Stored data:
▬▬▬
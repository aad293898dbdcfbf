//! Global settings loaded from TOML.
//!
//! - `init_custom(toml_content)` sets a custom TOML before the first
//!   `settings()` call
//! - `settings()` returns `&'static Settings` (lazy-init singleton)
//! - Default values are embedded via `include_str!("default_settings.toml")`

use std::sync::OnceLock;

use serde::Deserialize;

pub const DEFAULT_SETTINGS_TOML: &str = include_str!("default_settings.toml");

static CUSTOM_TOML: OnceLock<String> = OnceLock::new();

/// Set custom TOML before first `settings()` call.
pub fn init_custom(toml_content: String) -> Result<(), SettingsError> {
    parse_settings_toml(&toml_content)?;
    CUSTOM_TOML
        .set(toml_content)
        .map_err(|_| SettingsError::AlreadyInitialized)
}

/// Get or initialize the global settings singleton.
pub fn settings() -> &'static Settings {
    static INSTANCE: OnceLock<Settings> = OnceLock::new();
    INSTANCE.get_or_init(|| {
        let toml_str = CUSTOM_TOML
            .get()
            .map(|s| s.as_str())
            .unwrap_or(DEFAULT_SETTINGS_TOML);
        parse_settings_toml(toml_str).expect("settings TOML must be valid")
    })
}

#[derive(Debug, thiserror::Error)]
pub enum SettingsError {
    #[error("TOML parse error: {0}")]
    Parse(String),
    #[error("invalid value for {field}: {reason}")]
    InvalidValue { field: String, reason: String },
    #[error("settings already initialized")]
    AlreadyInitialized,
}

#[derive(Debug, Clone, Deserialize)]
pub struct Settings {
    pub matcher: MatcherSettings,
    pub browse: BrowseSettings,
    pub speech: SpeechSettings,
}

#[derive(Debug, Clone, Deserialize)]
pub struct MatcherSettings {
    /// Minimum similarity score (1-100) to accept a fuzzy match.
    pub threshold: u8,
}

#[derive(Debug, Clone, Deserialize)]
pub struct BrowseSettings {
    /// Cap on prefix-search results handed to the UI. 0 means unlimited.
    pub max_prefix_results: usize,
}

#[derive(Debug, Clone, Deserialize)]
pub struct SpeechSettings {
    /// Upper bound on one blocking capture attempt, in seconds.
    pub timeout_secs: u64,
}

pub fn parse_settings_toml(toml_str: &str) -> Result<Settings, SettingsError> {
    let s: Settings = toml::from_str(toml_str).map_err(|e| SettingsError::Parse(e.to_string()))?;
    validate(&s)?;
    Ok(s)
}

fn validate(s: &Settings) -> Result<(), SettingsError> {
    if s.matcher.threshold == 0 || s.matcher.threshold > 100 {
        return Err(SettingsError::InvalidValue {
            field: "matcher.threshold".into(),
            reason: format!("{} is outside 1-100", s.matcher.threshold),
        });
    }
    if s.speech.timeout_secs == 0 {
        return Err(SettingsError::InvalidValue {
            field: "speech.timeout_secs".into(),
            reason: "must be at least 1".into(),
        });
    }
    Ok(())
}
▬▬▬
◆ ABOUT THIS TASK: Please transcribe the data shown above in full, exactly as it stands.

◆ RESPONSE AREA:
repository aad293898dbdcfbf
//! Global settings loaded from TOML.
//!
//! - `init_custom(toml_content)` sets a custom TOML before the first
//!   `settings()` call
//! - `settings()` returns `&'static Settings` (lazy-init singleton)
//! - Default values are embedded via `include_str!("default_settings.toml")`

use std::sync::OnceLock;

use serde::Deserialize;

pub const DEFAULT_SETTINGS_TOML: &str = include_str!("default_settings.toml");

static CUSTOM_TOML: OnceLock<String> = OnceLock::new();

/// Set custom TOML before first `settings()` call.
pub fn init_custom(toml_content: String) -> Result<(), SettingsError> {
    parse_settings_toml(&toml_content)?;
    CUSTOM_TOML
        .set(toml_content)
        .map_err(|_| SettingsError::AlreadyInitialized)
}

/// Get or initialize the global settings singleton.
pub fn settings() -> &'static Settings {
    static INSTANCE: OnceLock<Settings> = OnceLock::new();
    INSTANCE.get_or_init(|| {
        let toml_str = CUSTOM_TOML
            .get()
            .map(|s| s.as_str())
            .unwrap_or(DEFAULT_SETTINGS_TOML);
        parse_settings_toml(toml_str).expect("settings TOML must be valid")
    })
}

#[derive(Debug, thiserror::Error)]
pub enum SettingsError {
    #[error("TOML parse error: {0}")]
    Parse(String),
    #[error("invalid value for {field}: {reason}")]
    InvalidValue { field: String, reason: String },
    #[error("settings already initialized")]
    AlreadyInitialized,
}

#[derive(Debug, Clone, Deserialize)]
pub struct Settings {
    pub matcher: MatcherSettings,
    pub browse: BrowseSettings,
    pub speech: SpeechSettings,
}

#[derive(Debug, Clone, Deserialize)]
pub struct MatcherSettings {
    /// Minimum similarity score (1-100) to accept a fuzzy match.
    pub threshold: u8,
}

#[derive(Debug, Clone, Deserialize)]
pub struct BrowseSettings {
    /// Cap on prefix-search results handed to the UI. 0 means unlimited.
    pub max_prefix_results: usize,
}

#[derive(Debug, Clone, Deserialize)]
pub struct SpeechSettings {
    /// Upper bound on one blocking capture attempt, in seconds.
    pub timeout_secs: u64,
}

pub fn parse_settings_toml(toml_str: &str) -> Result<Settings, SettingsError> {
    let s: Settings = toml::from_str(toml_str).map_err(|e| SettingsError::Parse(e.to_string()))?;
    validate(&s)?;
    Ok(s)
}

fn validate(s: &Settings) -> Result<(), SettingsError> {
    if s.matcher.threshold == 0 || s.matcher.threshold > 100 {
        return Err(SettingsError::InvalidValue {
            field: "matcher.threshold".into(),
            reason: format!("{} is outside 1-100", s.matcher.threshold),
        });
    }
    if s.speech.timeout_secs == 0 {
        return Err(SettingsError::InvalidValue {
            field: "speech.timeout_secs".into(),
            reason: "must be at least 1".into(),
        });
    }
    Ok(())
}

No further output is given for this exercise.